Koronawirus na świecie. Gwiazda "Lost" poczuła się gorzej
W marcu Daniel Dae Kim zakaził się koronawirusem. W nowym wideo na Instagramie przyznał, że dzień po tym, jak poczuł się lepiej, "miał nawrót". Aktor opisał swoje symptomy.
Daniel Dae Kim to 51-letni aktor, kojarzony przede wszystkim z kultowego serialu "Lost". 19 marca ogłosił, że jest zakażony koronawirusem i na Instagramie poprosił fanów, aby mieli się na baczności i przestrzegali zasad higieny.
ZOBACZ TEŻ: Tadeusz Chudecki stracił szwagra przez koronawirusa
W kolejnym kilkuminutowym wideo, które wrzucił na Instagrama 22 marca, aktor zrelacjonował swój stan zdrowia, powiedział, że czuje się o wiele lepiej i "praktycznie wrócił do normy".
Okazuje się, że zaledwie dzień później Daniel Dae Kim miał coś, co nazwał "nawrotem".
- Nigdy nie doświadczyłem czegoś podobnego, a ostatni tydzień nie był wyjątkiem - opisuje swój stan aktor.

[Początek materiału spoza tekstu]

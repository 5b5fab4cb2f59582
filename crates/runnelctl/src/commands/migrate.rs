//! Migrate command implementation.

use anyhow::Result;
use runnel::{Config, SchemaChange};
use serde::Serialize;

use super::open_database;
use crate::OutputFormat;

#[derive(Serialize)]
#[serde(tag = "result", rename_all = "snake_case")]
enum MigrateOutput {
    Created { version: u32 },
    Upgraded { from: u32, to: u32, applied: Vec<u32> },
    Unchanged { version: u32 },
}

impl From<&SchemaChange> for MigrateOutput {
    fn from(change: &SchemaChange) -> Self {
        match change {
            SchemaChange::Created { version } => Self::Created { version: *version },
            SchemaChange::Upgraded { from, to, applied } => Self::Upgraded {
                from: *from,
                to: *to,
                applied: applied.clone(),
            },
            SchemaChange::Unchanged { version } => Self::Unchanged { version: *version },
        }
    }
}

/// Open the database, which creates or upgrades the schema as needed.
pub fn run(config: &Config, format: OutputFormat) -> Result<()> {
    let db = open_database(config)?;
    let output = MigrateOutput::from(db.schema_change());
    db.shutdown()?;

    match format {
        OutputFormat::Text => match &output {
            MigrateOutput::Created { version } => {
                println!("Created schema at version {version}");
            }
            MigrateOutput::Upgraded { from, to, applied } => {
                println!("Upgraded schema from version {from} to {to}");
                for version in applied {
                    println!("  applied {version}.sql");
                }
            }
            MigrateOutput::Unchanged { version } => {
                println!("Schema already at version {version}");
            }
        },
        OutputFormat::Json => {
            println!("{}", serde_json::to_string_pretty(&output)?);
        }
    }

    Ok(())
}
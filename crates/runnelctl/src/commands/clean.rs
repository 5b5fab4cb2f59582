//! Clean command implementation.

use anyhow::{Context, Result};
use runnel::Config;
use serde::Serialize;

use super::open_database;
use crate::OutputFormat;

#[derive(Serialize)]
struct CleanOutput {
    script: String,
    statements: usize,
}

pub fn run(config: &Config, format: OutputFormat) -> Result<()> {
    let db = open_database(config)?;
    let statements = db
        .clean_all_tables()
        .with_context(|| format!("failed to run {}", config.clean_script))?;
    db.shutdown()?;

    let output = CleanOutput {
        script: config.clean_script.clone(),
        statements,
    };

    match format {
        OutputFormat::Text => {
            println!(
                "Ran {} ({} statement(s))",
                output.script, output.statements
            );
        }
        OutputFormat::Json => {
            println!("{}", serde_json::to_string_pretty(&output)?);
        }
    }

    Ok(())
}
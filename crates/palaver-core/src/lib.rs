//! Conversation engine shared between the socket runtime and view consumers.
//!
//! This crate defines the message store and reconciler, the read/delivery
//! and pagination trackers, the scroll decision function, render-time
//! grouping predicates, and the common error/channel abstractions. It is
//! transport-free: every transition is a synchronous function and time is
//! always passed in.

/// Async command/event channel primitives.
pub mod channel;
/// Per-conversation orchestration: `(state, event) -> signals`.
pub mod engine;
/// Stable chat error types.
pub mod error;
/// Render-time day/gap/run grouping predicates.
pub mod grouping;
/// Backward-pagination cursor.
pub mod pagination;
/// Viewport scroll decision function.
pub mod scroll;
/// Canonical ordered message sequence and reconciler.
pub mod store;
/// Temporary id mint for optimistic sends.
pub mod temp_id;
/// Read/delivery derivation helpers.
pub mod tracker;
/// Wire payloads, session commands/events, and shared data types.
pub mod types;

pub use channel::{SessionChannelError, SessionChannels, SessionEventStream};
pub use engine::{ChatEngine, EngineConfig, EngineSignal};
pub use error::{ChatError, ChatErrorCategory};
pub use pagination::{PAGINATION_COOLDOWN_MS, PaginationCursor};
pub use scroll::{ScrollAction, ScrollDecision};
pub use store::{MessageStore, RemoteMerge};
pub use temp_id::TempIdGenerator;
pub use types::{
    ChatRef, ConversationSnapshot, DEFAULT_PAGE_SIZE, DeliveredPayload, DeliveryState,
    ErrorPayload, InitPayload, LoadMorePayload, LoaderPayload, Message, NewMessagePayload,
    OutboundEvent, Peer, SendMessagePayload, ServerEvent, SessionCommand, SessionEvent,
    StatusPayload, ViewportSample,
};
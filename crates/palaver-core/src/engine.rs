use tracing::{debug, warn};

use crate::{
    error::ChatError,
    pagination::PaginationCursor,
    scroll::{self, ScrollAction},
    store::MessageStore,
    temp_id::TempIdGenerator,
    tracker,
    types::{
        ChatRef, ConversationSnapshot, DeliveryState, LoadMorePayload, Message, OutboundEvent,
        Peer, SendMessagePayload, ServerEvent, ViewportSample, DEFAULT_PAGE_SIZE,
    },
};

/// Side effect produced by an engine transition.
#[derive(Debug, Clone, PartialEq)]
pub enum EngineSignal {
    /// Send this event to the server.
    Emit(OutboundEvent),
    /// Instruct the view to perform a scroll action.
    Scroll(ScrollAction),
    /// The message sequence changed; re-render.
    StoreChanged,
    /// The peer profile or presence changed.
    PeerChanged,
    /// Transient user-visible notice; the triggering action was dropped.
    Notice(ChatError),
    /// Terminal failure; the session must be torn down.
    Fatal(ChatError),
}

/// Engine tuning knobs.
#[derive(Debug, Clone, Copy, PartialEq, Eq)]
pub struct EngineConfig {
    /// Server batch size; a shorter init snapshot means history is complete.
    pub page_size: usize,
}

impl Default for EngineConfig {
    fn default() -> Self {
        Self {
            page_size: DEFAULT_PAGE_SIZE,
        }
    }
}

/// State machine for exactly one joined conversation.
///
/// Owns the message store, the pagination cursor, and the latest viewport
/// sample. Every transition is a synchronous `(state, input) -> signals`
/// function; time is always passed in, never read from a clock.
#[derive(Debug, Clone)]
pub struct ChatEngine {
    chat_id: String,
    peer: Option<Peer>,
    store: MessageStore,
    cursor: PaginationCursor,
    viewport: ViewportSample,
    temp_ids: TempIdGenerator,
    page_size: usize,
    initialized: bool,
}

impl ChatEngine {
    pub fn new(
        chat_id: impl Into<String>,
        self_user_id: impl Into<String>,
        config: EngineConfig,
    ) -> Self {
        let chat_id = chat_id.into();
        Self {
            store: MessageStore::new(chat_id.clone(), self_user_id),
            chat_id,
            peer: None,
            cursor: PaginationCursor::new(),
            viewport: ViewportSample::default(),
            temp_ids: TempIdGenerator::new(),
            page_size: config.page_size.max(1),
            initialized: false,
        }
    }

    pub fn chat_id(&self) -> &str {
        &self.chat_id
    }

    pub fn peer(&self) -> Option<&Peer> {
        self.peer.as_ref()
    }

    pub fn messages(&self) -> &[Message] {
        self.store.messages()
    }

    pub fn first_unread_index(&self) -> Option<usize> {
        tracker::first_unread_index(self.store.messages(), self.store.self_user_id())
    }

    pub fn history_start_reached(&self) -> bool {
        self.cursor.end_of_history()
    }

    /// Immutable view for the render layer.
    pub fn snapshot(&self) -> ConversationSnapshot {
        ConversationSnapshot {
            chat_id: self.chat_id.clone(),
            peer: self.peer.clone(),
            messages: self.store.messages().to_vec(),
            first_unread_index: self.first_unread_index(),
            history_start_reached: self.cursor.end_of_history(),
        }
    }

    /// Apply one inbound server event.
    pub fn apply_server_event(&mut self, event: ServerEvent, now_ms: u64) -> Vec<EngineSignal> {
        match event {
            ServerEvent::Init(payload) => {
                if payload.recipient_user.chat_id != self.chat_id {
                    warn!(
                        chat_id = %self.chat_id,
                        event_chat_id = %payload.recipient_user.chat_id,
                        "dropping init for another conversation"
                    );
                    return Vec::new();
                }

                let batch_len = payload.messages.len();
                self.peer = Some(payload.recipient_user);
                self.store.initialize(payload.messages);
                if batch_len < self.page_size {
                    self.cursor.latch_end();
                }
                self.initialized = true;

                let landing = match self.first_unread_index() {
                    Some(_) => ScrollAction::ScrollToUnreadMarker,
                    None => ScrollAction::ScrollToBottom,
                };
                vec![
                    EngineSignal::PeerChanged,
                    EngineSignal::StoreChanged,
                    EngineSignal::Scroll(landing),
                ]
            }
            ServerEvent::NewMessage(payload) => {
                if payload.message.chat_id != self.chat_id {
                    warn!(
                        chat_id = %self.chat_id,
                        event_chat_id = %payload.message.chat_id,
                        "dropping message for another conversation"
                    );
                    return Vec::new();
                }

                let from_peer = payload.message.sender_id != self.store.self_user_id();
                let merge = self.store.apply_remote(payload.message);
                debug!(?merge, from_peer, "absorbed new-message");

                let mut signals = vec![EngineSignal::StoreChanged];
                if from_peer {
                    // Addressed to us: acknowledge immediately and decide how
                    // the viewport should react.
                    self.store.mark_peer_read();
                    signals.push(EngineSignal::Emit(OutboundEvent::ReadMessages(
                        ChatRef::new(&self.chat_id),
                    )));
                    let decision = scroll::decide(self.viewport, self.first_unread_index(), None);
                    if decision.action != ScrollAction::NoOp {
                        signals.push(EngineSignal::Scroll(decision.action));
                    }
                }
                signals
            }
            ServerEvent::Delivered(payload) => {
                if self
                    .store
                    .reconcile_delivered(&payload.temp_id, &payload.actual_id)
                {
                    vec![EngineSignal::StoreChanged]
                } else {
                    Vec::new()
                }
            }
            ServerEvent::ReadAll => {
                if self.store.apply_read_all() > 0 {
                    vec![EngineSignal::StoreChanged]
                } else {
                    Vec::new()
                }
            }
            ServerEvent::MessagesLoader(payload) => {
                self.cursor.complete(payload.end_of_messages, now_ms);
                let added = self.store.prepend_older(payload.messages);
                debug!(added, end = payload.end_of_messages, "merged backward page");
                vec![
                    EngineSignal::StoreChanged,
                    EngineSignal::Scroll(ScrollAction::ScrollToAnchor(payload.last_message_id)),
                ]
            }
            ServerEvent::RecipientStatusChange(payload) => {
                let Some(peer) = self.peer.as_mut() else {
                    warn!(chat_id = %self.chat_id, "presence change before init snapshot");
                    return Vec::new();
                };
                if peer.is_online && !payload.is_online {
                    peer.last_online_ms = Some(now_ms);
                }
                peer.is_online = payload.is_online;
                vec![EngineSignal::PeerChanged]
            }
            ServerEvent::Error(payload) => {
                vec![EngineSignal::Fatal(ChatError::conversation(
                    payload.status,
                    payload.error_message,
                ))]
            }
        }
    }

    /// Optimistically send a message body.
    pub fn send_message(
        &mut self,
        body: &str,
        connected: bool,
        now_ms: u64,
    ) -> Result<Vec<EngineSignal>, ChatError> {
        if !connected {
            return Err(ChatError::connection_lost());
        }
        let Some(peer) = self.peer.as_ref() else {
            return Err(ChatError::not_ready());
        };
        if body.is_empty() {
            return Err(ChatError::empty_body());
        }

        let temp_id = self.temp_ids.next(now_ms);
        let stamp = self.temp_ids.last_ms();
        let message = Message {
            id: temp_id.clone(),
            body: body.to_owned(),
            chat_id: self.chat_id.clone(),
            sender_id: self.store.self_user_id().to_owned(),
            created_at_ms: stamp,
            updated_at_ms: stamp,
            delivery: DeliveryState::Local,
        };
        let emit = OutboundEvent::SendMessage(SendMessagePayload {
            chat_id: self.chat_id.clone(),
            recipient_id: peer.user_id.clone(),
            message: body.to_owned(),
            temp_id,
        });

        self.store.apply_local(message);
        // Replying implies everything above was seen.
        self.store.mark_peer_read();

        let mut signals = vec![EngineSignal::Emit(emit), EngineSignal::StoreChanged];
        let decision = scroll::decide(self.viewport, self.first_unread_index(), None);
        if decision.action != ScrollAction::NoOp {
            signals.push(EngineSignal::Scroll(decision.action));
        }
        Ok(signals)
    }

    /// Mark every peer message read and emit the receipt.
    pub fn mark_all_read(&mut self, connected: bool) -> Result<Vec<EngineSignal>, ChatError> {
        if !connected {
            return Err(ChatError::connection_lost());
        }

        let changed = self.store.mark_peer_read();
        let mut signals = vec![EngineSignal::Emit(OutboundEvent::ReadMessages(
            ChatRef::new(&self.chat_id),
        ))];
        if changed > 0 {
            signals.push(EngineSignal::StoreChanged);
        }
        Ok(signals)
    }

    /// Feed one raw scroll-position sample from the view.
    ///
    /// Reaching the bottom with unread messages marks them read; resting at
    /// the top arms a backward-page request, re-triggerable after each
    /// cooldown even while the sample stays pinned at the top.
    pub fn observe_viewport(
        &mut self,
        sample: ViewportSample,
        connected: bool,
        now_ms: u64,
    ) -> Vec<EngineSignal> {
        self.viewport = sample;
        let mut signals = Vec::new();

        let decision = scroll::decide(sample, self.first_unread_index(), None);
        if decision.mark_read {
            if connected {
                self.store.mark_peer_read();
                signals.push(EngineSignal::Emit(OutboundEvent::ReadMessages(
                    ChatRef::new(&self.chat_id),
                )));
                signals.push(EngineSignal::StoreChanged);
            } else {
                signals.push(EngineSignal::Notice(ChatError::connection_lost()));
            }
        }
        if decision.action != ScrollAction::NoOp {
            signals.push(EngineSignal::Scroll(decision.action));
        }

        if sample.at_top && self.initialized && self.cursor.should_request(now_ms) {
            if let Some(oldest) = self.store.oldest_id() {
                if connected {
                    let emit = OutboundEvent::LoadMore(LoadMorePayload {
                        chat_id: self.chat_id.clone(),
                        last_message_id: oldest.to_owned(),
                    });
                    self.cursor.mark_requested(now_ms);
                    signals.push(EngineSignal::Emit(emit));
                } else {
                    debug!(chat_id = %self.chat_id, "skipping pagination while disconnected");
                }
            }
        }

        signals
    }

    /// Toggle the archived flag server-side.
    pub fn archive(&self, connected: bool) -> Result<Vec<EngineSignal>, ChatError> {
        if !connected {
            return Err(ChatError::connection_lost());
        }
        Ok(vec![EngineSignal::Emit(OutboundEvent::ArchiveChat(
            ChatRef::new(&self.chat_id),
        ))])
    }

    /// Delete the conversation server-side.
    pub fn delete(&self, connected: bool) -> Result<Vec<EngineSignal>, ChatError> {
        if !connected {
            return Err(ChatError::connection_lost());
        }
        Ok(vec![EngineSignal::Emit(OutboundEvent::DeleteChat(
            ChatRef::new(&self.chat_id),
        ))])
    }
}
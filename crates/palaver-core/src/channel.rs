use thiserror::Error;
use tokio::sync::{broadcast, mpsc};

use crate::types::{SessionCommand, SessionEvent};

/// Broadcast event stream type used by view-layer subscribers.
pub type SessionEventStream = broadcast::Receiver<SessionEvent>;

/// Errors returned by session channel operations.
#[derive(Debug, Error)]
pub enum SessionChannelError {
    /// The command receiver side is closed.
    #[error("session command channel is closed")]
    CommandChannelClosed,
}

/// Command/event channel pair used by the runtime and view bridge layers.
#[derive(Clone, Debug)]
pub struct SessionChannels {
    command_tx: mpsc::Sender<SessionCommand>,
    event_tx: broadcast::Sender<SessionEvent>,
}

impl SessionChannels {
    /// Create a new channel set and return it with the command receiver.
    pub fn new(
        command_buffer: usize,
        event_buffer: usize,
    ) -> (Self, mpsc::Receiver<SessionCommand>) {
        let (command_tx, command_rx) = mpsc::channel(command_buffer.max(1));
        let (event_tx, _) = broadcast::channel(event_buffer.max(1));

        (
            Self {
                command_tx,
                event_tx,
            },
            command_rx,
        )
    }

    /// Clone the command sender.
    pub fn command_sender(&self) -> mpsc::Sender<SessionCommand> {
        self.command_tx.clone()
    }

    /// Subscribe to emitted session events.
    pub fn subscribe(&self) -> SessionEventStream {
        self.event_tx.subscribe()
    }

    /// Send one command to the runtime.
    pub async fn send_command(&self, command: SessionCommand) -> Result<(), SessionChannelError> {
        self.command_tx
            .send(command)
            .await
            .map_err(|_| SessionChannelError::CommandChannelClosed)
    }

    /// Emit an event to all subscribers.
    ///
    /// Emission is best-effort; lagged subscribers are handled by `broadcast`.
    pub fn emit(&self, event: SessionEvent) {
        let _ = self.event_tx.send(event);
    }
}

#[cfg(test)]
mod tests {
    use super::*;

    #[tokio::test]
    async fn sends_commands_to_receiver() {
        let (channels, mut rx) = SessionChannels::new(8, 8);
        channels
            .send_command(SessionCommand::Join {
                chat_id: "c1".to_owned(),
                self_user_id: "me".to_owned(),
            })
            .await
            .expect("command send should work");

        let command = rx.recv().await.expect("receiver should have a command");
        match command {
            SessionCommand::Join { chat_id, .. } => assert_eq!(chat_id, "c1"),
            other => panic!("unexpected command: {other:?}"),
        }
    }

    #[tokio::test]
    async fn fans_out_events_to_subscribers() {
        let (channels, _) = SessionChannels::new(4, 16);
        let mut a = channels.subscribe();
        let mut b = channels.subscribe();

        channels.emit(SessionEvent::Joined {
            chat_id: "c1".to_owned(),
        });

        let event_a = a.recv().await.expect("subscriber a should receive event");
        let event_b = b.recv().await.expect("subscriber b should receive event");
        assert_eq!(event_a, event_b);
    }
}
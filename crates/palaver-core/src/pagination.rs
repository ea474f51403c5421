/// Minimum quiet time between two backward-page requests.
pub const PAGINATION_COOLDOWN_MS: u64 = 1_000;

/// Backward-pagination cursor for one conversation.
///
/// A request is allowed only while no other request is in flight, history is
/// not exhausted, and the cooldown since the last request activity has
/// elapsed. The timestamp is stamped on request and refreshed on completion,
/// so the cooldown counts from whichever happened last.
#[derive(Debug, Clone, Default)]
pub struct PaginationCursor {
    in_flight: bool,
    end_of_history: bool,
    last_request_at_ms: u64,
}

impl PaginationCursor {
    pub fn new() -> Self {
        Self::default()
    }

    pub fn in_flight(&self) -> bool {
        self.in_flight
    }

    pub fn end_of_history(&self) -> bool {
        self.end_of_history
    }

    /// Whether a backward-page request may be issued at `now_ms`.
    pub fn should_request(&self, now_ms: u64) -> bool {
        !self.end_of_history
            && !self.in_flight
            && now_ms.saturating_sub(self.last_request_at_ms) >= PAGINATION_COOLDOWN_MS
    }

    /// Record that a request was issued at `now_ms`.
    pub fn mark_requested(&mut self, now_ms: u64) {
        self.in_flight = true;
        self.last_request_at_ms = now_ms;
    }

    /// Record a `messages-loader` response landing at `now_ms`.
    pub fn complete(&mut self, end_of_history: bool, now_ms: u64) {
        self.in_flight = false;
        self.end_of_history = end_of_history;
        self.last_request_at_ms = now_ms;
    }

    /// Latch end-of-history without a round-trip (short init snapshot).
    pub fn latch_end(&mut self) {
        self.end_of_history = true;
    }
}

#[cfg(test)]
mod tests {
    use super::*;

    #[test]
    fn first_request_is_allowed_once_cooldown_has_passed_epoch() {
        let cursor = PaginationCursor::new();
        assert!(cursor.should_request(PAGINATION_COOLDOWN_MS));
    }

    #[test]
    fn request_fires_once_within_a_cooldown_window() {
        let mut cursor = PaginationCursor::new();

        assert!(cursor.should_request(10_000));
        cursor.mark_requested(10_000);

        // Second top-of-list sample 200 ms later: in flight, declined.
        assert!(!cursor.should_request(10_200));

        cursor.complete(false, 10_500);
        // Still inside the cooldown measured from the response.
        assert!(!cursor.should_request(10_900));
        assert!(cursor.should_request(11_500));
    }

    #[test]
    fn end_of_history_declines_forever() {
        let mut cursor = PaginationCursor::new();
        cursor.complete(true, 1_000);

        assert!(cursor.end_of_history());
        assert!(!cursor.should_request(1_000_000));
    }

    #[test]
    fn latch_end_skips_the_round_trip() {
        let mut cursor = PaginationCursor::new();
        cursor.latch_end();
        assert!(cursor.end_of_history());
        assert!(!cursor.in_flight());
        assert!(!cursor.should_request(1_000_000));
    }

    #[test]
    fn slow_response_does_not_let_a_second_request_slip_through() {
        let mut cursor = PaginationCursor::new();
        cursor.mark_requested(10_000);

        // The response is late; the cooldown alone would have elapsed.
        assert!(!cursor.should_request(12_000));

        cursor.complete(false, 12_500);
        assert!(!cursor.should_request(13_000));
        assert!(cursor.should_request(13_500));
    }
}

Okazuje się, że Daniel Dae Kim z dnia na dzień znów stracił siły, miał zaburzenia powonienia i stracił zmysł smaku.
- Dobra wiadomość jest za to taka, że nie mam już gorączki, zła: nadal czuję się nie najlepiej. Mój lekarz powiedział mi, że wspomniane symptomy zwykle związane są z zapaleniem, które występuje po zakażeniu wirusem. To część procesu powrotu do zdrowia - wyjaśnił Kim.
Objawy, z jakimi zmaga się aktor, mogą być odczuwalne nawet przez kilka tygodni. I mogą oznaczać, że ciało aktora pozbyło się już wirusa.
Aktor wrócił już do swojego domu. Żartuje też, że jeśli ktoś zobaczy go na ulicy, to nie musi uciekać.